General Directions for Analyzing Project Data
This is a general guide to help you get started in analyzing your data.
Work with your group members. Refer to your friendly neighborhood statistics instructor if you have any questions/problems.
Some steps may not apply in your particular case.
Preliminaries
- Choose one member of the group to be the one whose computer will contain the project.
- Start an “RStudio project” for your project
- (If needed) Download the data file from the internet/email to the computer.
- Use the Upload button in Rstudio Files pane (bottom right) to upload your data file into the project folder.
- Click the data file in the Files pane, and choose the import option to import the file.
- Start an RMarkdown report file.
- Delete the material after the first code chunk, then add a code chunk to load the
hanoverbase
library and another code chunk for the data import code.
- Use the report space to take notes and create graphs. You will clean it up later removing what is not needed and polishing the graphs.
- If you prefer you can instead create a second RMarkdown document, called “journal” or something of the sort, to store the progress in your analysis. Then you will move parts of the journal into your final “report”.
- You will need to generate a lot more graphs and compute a lot more numerical summaries than what will go into your final report.
- Save and knit often.
Early Explorations
- The first primary goal is to own your data. You should get a grasp for the basic behavior of your data, and know all you can about it, including what your data had for breakfast.
- Compute appropriate numerical summaries and graphs for each individual variable
- Categorical: Frequency tables, bargraphs, pie charts, dotplots
- Quantitative: Favstats (Mean, Std.dev, quartiles), skewness, outliers, histogram, boxplot
- Summarize your conclusions in the journal. Don’t try to keep important information in memory, write it down in your journal or report.
- Don’t worry about finalizing graphs/tables. This is “exploratory”: It’s for you to learn what is going on with your data.
- Consider interactions between your variables
- Categorical - Categorical: 100% stacked bar charts
- Categorical - Scalar: boxplots, numerical summaries by category
- Scalar - Scalar: scatterplot, “loess” smooth line, linear regression if appropriate, correlation
- Decide on variable transformations
- Should a scalar variable be “grouped up” to form a categorical variable? Ask me how to do it if you need it.
- Should some categories in a categorical variable be consolidated to create more balanced groupings?
- etc
Moving further
- Create a list of questions you would like to try to answer about the data, or just questions that you think are important to address.
- For each question
- Prepare graphs and numerical summaries that would help answer it. Maybe you already created them above. Now you may have to dig deeper.

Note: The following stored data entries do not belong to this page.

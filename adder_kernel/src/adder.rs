//! Adder Kernel v1: Half and Full Adders
//!
//! Both adders return `(sum, carry)`.

use crate::domain::Bit;
use crate::gates::{and, or, xor};

/// `sum = a XOR b`, `carry = a AND b`.
pub fn half_adder(a: Bit, b: Bit) -> (Bit, Bit) {
    (xor(a, b), and(a, b))
}

/// Two half adders: first on the data bits, second on the carry-in and
/// the first partial sum. Carry-out is set if either stage carried.
pub fn full_adder(carry_in: Bit, a: Bit, b: Bit) -> (Bit, Bit) {
    let (partial, first_carry) = half_adder(a, b);
    let (sum, second_carry) = half_adder(carry_in, partial);
    (sum, or(first_carry, second_carry))
}

#[cfg(test)]
mod tests {
    use super::*;
    use Bit::{One, Zero};

    #[test]
    fn test_half_adder() {
        assert_eq!(half_adder(Zero, Zero), (Zero, Zero));
        assert_eq!(half_adder(Zero, One), (One, Zero));
        assert_eq!(half_adder(One, Zero), (One, Zero));
        assert_eq!(half_adder(One, One), (Zero, One));
    }

    #[test]
    fn test_full_adder_truth_table() {
        // (carry_in, a, b) -> (sum, carry_out)
        let table = [
            ((Zero, Zero, Zero), (Zero, Zero)),
            ((Zero, Zero, One), (One, Zero)),
            ((Zero, One, Zero), (One, Zero)),
            ((Zero, One, One), (Zero, One)),
            ((One, Zero, Zero), (One, Zero)),
            ((One, Zero, One), (Zero, One)),
            ((One, One, Zero), (Zero, One)),
            ((One, One, One), (One, One)),
        ];
        for ((cin, a, b), expected) in table {
            assert_eq!(full_adder(cin, a, b), expected, "cin={} a={} b={}", cin, a, b);
        }
    }

    #[test]
    fn test_full_adder_matches_integer_addition() {
        for cin in [Zero, One] {
            for a in [Zero, One] {
                for b in [Zero, One] {
                    let (sum, carry) = full_adder(cin, a, b);
                    let total = cin.as_u8() + a.as_u8() + b.as_u8();
                    assert_eq!(carry.as_u8() * 2 + sum.as_u8(), total);
                }
            }
        }
    }
}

- Consider the effect of other variables to the interaction you observe (for example might a GPA effect based on gender be an effect based on year behind the scenes, because you happened to have too many male seniors in your survey?) You may need to create paneled plots to explore this.
- Consider the effect of group/sample sizes on your conclusions. Do you have too few people in a group to draw conclusions about that group? Do you have outliers that might affect what you are seeing?
- Keep asking questions and digging deeper
- When you are satisfied, start putting together two things:
- Your project report (in RMarkdown)
- Brief introduction and conclusions sections
- Sections for each question/topic you wish to address
- Graphs/tables to back up your results
- Make sure to customize the graphs/tables, make them presentable
- Powerpoint presentation
- Create the graphs in the console. Then click on them and save them or copy/paste them into a Powerpoint presentation.
- You may have to edit the graphs separately (they probably require different editing than the document ones).
- Graphs should be readable from a distance. Test them!
- Avoid long texts in your slides.